(What is required):
In the records that follow, locate every line with "resource" and extract it.

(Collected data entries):
______

impl AiAgent {
    pub fn new(config: AiConfig, content: Rc<dyn ContentSource>) -> Self {
        Self {
            config,
            content,
            rng: SmallRng::from_entropy(),
        }
    }

    pub fn with_seed(config: AiConfig, content: Rc<dyn ContentSource>, seed: u64) -> Self {
        Self {
            config,
            content,
            rng: SmallRng::seed_from_u64(seed),
        }
    }

    pub fn decide_action(&mut self, state: &MatchState, player_id: PlayerId) -> AiDecision {
        let mut stats = SearchStats::new();
        let start = Clock::now();
        let limit = if self.config.time_limit.is_zero() {
            None
        } else {
            Some(self.config.time_limit)
        };
        let strategy = self.config.strategy;

        if state.is_finished() {
            return AiDecision {
                action: None,
                evaluation: self.evaluate(state, player_id),
                depth_reached: 0,
                nodes: 0,
                timed_out: false,
                duration_ms: start.elapsed().as_millis() as u64,
                resolution: None,
                strategy,
            };
        }

        if strategy == AiStrategy::Random {
            return self.random_decision(state, player_id, start);
        }

        let depth = self.config.depth.saturating_sub(1);
        let maximizing = state.active_player == player_id;
        let mut transitions = self.generate_transitions(state, state.active_player);
        self.prioritize_actions(state, &mut transitions, strategy, player_id);

        if transitions.is_empty() {
            return AiDecision {
                action: None,
                evaluation: self.evaluate(state, player_id),
                depth_reached: stats.depth_reached,
                nodes: stats.nodes,
                timed_out: stats.timed_out,
                duration_ms: start.elapsed().as_millis() as u64,
                resolution: None,
                strategy,
            };
        }

        let mut alpha = f64::NEG_INFINITY;
        let mut beta = f64::INFINITY;
        let mut best_action = None;
        let mut best_score = f64::NEG_INFINITY;
        let mut best_cmp = f64::NEG_INFINITY;

        for (action, child_state) in transitions {
            let score = self.minimax(
                &child_state,
                depth,
                alpha,
                beta,
                player_id,
                start,
                limit,
                &mut stats,
            );
            if stats.timed_out {
                break;
            }

            if maximizing {
                alpha = alpha.max(score);
            } else {
                beta = beta.min(score);
            }

            let comparison = if self.config.randomness > 0.0 {
                score + self.random_noise()
            } else {
                score
            };
            if comparison > best_cmp {
                best_cmp = comparison;
                best_score = score;
                best_action = Some(action);
            }

            if alpha >= beta {
                break;
            }
        }

        let resolution = best_action.and_then(|action| self.simulate(state, action).ok());
        if best_action.is_none() {
            best_score = self.evaluate(state, player_id);
        }

        AiDecision {
            action: best_action,
            evaluation: best_score,
            depth_reached: stats.depth_reached,
            nodes: stats.nodes,
            timed_out: stats.timed_out,
            duration_ms: start.elapsed().as_millis() as u64,
            resolution,
            strategy,
        }
    }

    fn random_decision(
        &mut self,
        state: &MatchState,
        player_id: PlayerId,
        start: Clock,
    ) -> AiDecision {
        let mut transitions = self.generate_transitions(state, state.active_player);
        if transitions.is_empty() {
            return AiDecision {
                action: None,
                evaluation: self.evaluate(state, player_id),
                depth_reached: 0,
                nodes: 0,
                timed_out: false,
                duration_ms: start.elapsed().as_millis() as u64,
                resolution: None,
                strategy: AiStrategy::Random,
            };
        }

        transitions.shuffle(&mut self.rng);
        let (action, new_state) = transitions.swap_remove(0);
        let resolution = self.simulate(state, action).ok();

        AiDecision {
            action: Some(action),
            evaluation: self.evaluate(&new_state, player_id),
            depth_reached: 1,
            nodes: 1,
            timed_out: false,
            duration_ms: start.elapsed().as_millis() as u64,
            resolution,
            strategy: AiStrategy::Random,
        }
    }

    #[allow(clippy::too_many_arguments)]
    fn minimax(
        &mut self,
        state: &MatchState,
        depth_remaining: u8,
        mut alpha: f64,
        mut beta: f64,
        root_player: PlayerId,
        start: Clock,
        limit: Option<Duration>,
        stats: &mut SearchStats,
    ) -> f64 {
        stats.nodes += 1;
        let depth_explored = self.config.depth.saturating_sub(depth_remaining);
        if depth_explored > stats.depth_reached {
            stats.depth_reached = depth_explored;
        }

        if let Some(limit) = limit {
            if start.elapsed() >= limit {
                stats.timed_out = true;
                return self.evaluate(state, root_player);
            }
        }
        if depth_remaining == 0 || state.is_finished() {
            return self.evaluate(state, root_player);
        }

        let actor = state.active_player;
        let maximizing = actor == root_player;
        let mut transitions = self.generate_transitions(state, actor);
        self.prioritize_actions(state, &mut transitions, self.config.strategy, root_player);
        if transitions.is_empty() {
            return self.evaluate(state, root_player);
        }

        if maximizing {
            let mut value = f64::NEG_INFINITY;
            for (_, child) in transitions {
                let score = self.minimax(
                    &child,
                    depth_remaining - 1,
                    alpha,
                    beta,
                    root_player,
                    start,
                    limit,
                    stats,
                );
                value = value.max(score);
                alpha = alpha.max(value);
                if stats.timed_out || beta <= alpha {
                    break;
                }
            }
            value
        } else {
            let mut value = f64::INFINITY;
            for (_, child) in transitions {
                let score = self.minimax(
                    &child,
                    depth_remaining - 1,
                    alpha,
                    beta,
                    root_player,
                    start,
                    limit,
                    stats,
                );
                value = value.min(score);
                beta = beta.min(value);
                if stats.timed_out || beta <= alpha {
                    break;
                }
            }
            value
        }
    }

    fn generate_transitions(
        &mut self,
        state: &MatchState,
        actor: PlayerId,
    ) -> Vec<(EngineAction, MatchState)> {
        let mut actions = Vec::new();
        if state.is_finished() || state.active_player != actor {
            return actions;
        }
        let enemy = state.opponent_of(actor);

        // 出牌候选：逐张手牌，分别尝试无目标、指向对方玩家、
        // 指向双方的每个在场单位。
        let hand_len = state.players[actor as usize].hand.len();
        for hand_index in 0..hand_len {
            let mut candidates: Vec<Option<TargetRef>> = vec![None, Some(TargetRef::player(enemy))];
            for side in [actor, enemy] {
                for (slot, _) in state.players[side as usize].units() {
                    candidates.push(Some(TargetRef::unit(side, slot)));
                }
            }
            for target in candidates {
                let action = EngineAction::Play {
                    player: actor,
                    hand_index,
                    target,
                };
                if let Ok(resolution) = self.simulate(state, action) {
                    if resolution.accepted {
                        actions.push((action, resolution.state));
                        // 同一张牌有一个可行目标就够了，控制分支数量。
                        break;
                    }
                }
            }
        }

        // 攻击候选：每个在场单位打对方玩家或任一对方单位。
        for (slot, _) in state.players[actor as usize].units() {
            let mut targets = vec![AttackTarget::Player];
            for defender_slot in 0..BATTLEFIELD_SLOTS {
                if state.players[enemy as usize].battlefield[defender_slot].is_some() {
                    targets.push(AttackTarget::Unit {
                        slot: defender_slot,
                    });
                }
            }
            for target in targets {
                let action = EngineAction::Attack {
                    player: actor,
                    slot,
                    target,
                };
                if let Ok(resolution) = self.simulate(state, action) {
                    if resolution.accepted {
                        actions.push((action, resolution.state));
                    }
                }
            }
        }

        if let Ok(resolution) = self.simulate(state, EngineAction::EndTurn) {
            if resolution.accepted {
                actions.push((EngineAction::EndTurn, resolution.state));
            }
        }

        if self.config.randomness > 0.0 {
            actions.shuffle(&mut self.rng);
        }
        actions
    }

    fn prioritize_actions(
        &mut self,
        base_state: &MatchState,
        actions: &mut [(EngineAction, MatchState)],
        strategy: AiStrategy,
        player_id: PlayerId,
    ) {
        if actions.len() <= 1 {
            return;
        }

        match strategy {
            AiStrategy::Random => {}
            AiStrategy::Aggressive => actions.sort_by(|a, b| {
                aggressive_score(base_state, b, player_id)
                    .partial_cmp(&aggressive_score(base_state, a, player_id))
                    .unwrap_or(std::cmp::Ordering::Equal)
            }),
            AiStrategy::Control => actions.sort_by(|a, b| {
                control_score(base_state, b, player_id)
                    .partial_cmp(&control_score(base_state, a, player_id))
                    .unwrap_or(std::cmp::Ordering::Equal)
            }),
            AiStrategy::Combo => {
                let content = Rc::clone(&self.content);
                actions.sort_by(|a, b| {
                    combo_score(content.as_ref(), base_state, b, player_id)
                        .partial_cmp(&combo_score(content.as_ref(), base_state, a, player_id))
                        .unwrap_or(std::cmp::Ordering::Equal)
                })
            }
            AiStrategy::Adaptive => {
                let scored: Vec<f64> = actions
                    .iter()
                    .map(|(_, child)| self.evaluate(child, player_id))
                    .collect();
                let mut order: Vec<usize> = (0..actions.len()).collect();
                order.sort_by(|&a, &b| {
                    scored[b]
                        .partial_cmp(&scored[a])
                        .unwrap_or(std::cmp::Ordering::Equal)
                });
                let reordered: Vec<(EngineAction, MatchState)> =
                    order.iter().map(|&i| actions[i].clone()).collect();
                actions.clone_from_slice(&reordered);
            }
        }
    }

    fn simulate(
        &self,
        state: &MatchState,
        action: EngineAction,
    ) -> Result<TurnResolution, MatchFault> {
        let mut engine = MatchEngine::from_state(Rc::clone(&self.content), state.clone());
        let mark = engine.history_len();
        let accepted = match action {
            EngineAction::Play {
                player,
                hand_index,
                target,
            } => engine.play_card(player, hand_index, target)?,
            EngineAction::Attack {
                player,
                slot,
                target,
            } => engine.execute_attack(player, slot, target)?,
            EngineAction::EndTurn => engine.end_turn()?.accepted,
        };
        engine.resolution_since(accepted, mark)
    }

    fn evaluate(&self, state: &MatchState, player_id: PlayerId) -> f64 {
        if let Some(outcome) = state.outcome {
            return match outcome {
                crate::game::MatchOutcome::Winner { player } if player == player_id => 1_000_000.0,
                crate::game::MatchOutcome::Winner { .. } => -1_000_000.0,
                crate::game::MatchOutcome::Draw => 0.0,
            };
        }

        let player = &state.players[player_id as usize];
        let opponent = &state.players[state.opponent_of(player_id) as usize];

        let health_diff = (player.health - opponent.health) as f64;
        let board_diff = board_value(player) - board_value(opponent);
        let hand_diff = player.hand.len() as f64 - opponent.hand.len() as f64;
        let resource_diff = player.resource as f64 - opponent.resource as f64;
        let combo_value = combo_potential(self.content.as_ref(), player);

        let weights = match self.config.strategy {
            AiStrategy::Aggressive => StrategyWeights {
                health: 3.0,
                board: 1.2,
                hand: 0.6,
                resource: 0.4,
                combo: 0.4,
            },
            AiStrategy::Control => StrategyWeights {
                health: 1.2,
                board: 2.4,
                hand: 1.6,
                resource: 0.8,
                combo: 0.5,
            },
            AiStrategy::Combo => StrategyWeights {
                health: 1.0,
                board: 1.4,
                hand: 1.8,
                resource: 0.9,
                combo: 2.6,
            },
            AiStrategy::Adaptive => adaptive_weights(health_diff, board_diff),
            AiStrategy::Random => StrategyWeights {
                health: 1.0,
                board: 1.0,
                hand: 1.0,
                resource: 0.5,
                combo: 0.3,
            },
        };

        let turn_bonus = if state.active_player == player_id {
            0.3
        } else {
            -0.3
        };

        health_diff * weights.health
            + board_diff * weights.board
            + hand_diff * weights.hand
            + resource_diff * weights.resource
            + combo_value * weights.combo
            + turn_bonus
    }

    fn random_noise(&mut self) -> f64 {
        if self.config.randomness <= 0.0 {
            0.0
        } else {
            (self.rng.gen::<f64>() - 0.5) * 2.0 * self.config.randomness
        }
    }
}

______

(Answer for this exercise):
        let resource_diff = player.resource as f64 - opponent.resource as f64;
                resource: 0.4,
                resource: 0.8,
                resource: 0.9,
                resource: 0.5,
            + resource_diff * weights.resource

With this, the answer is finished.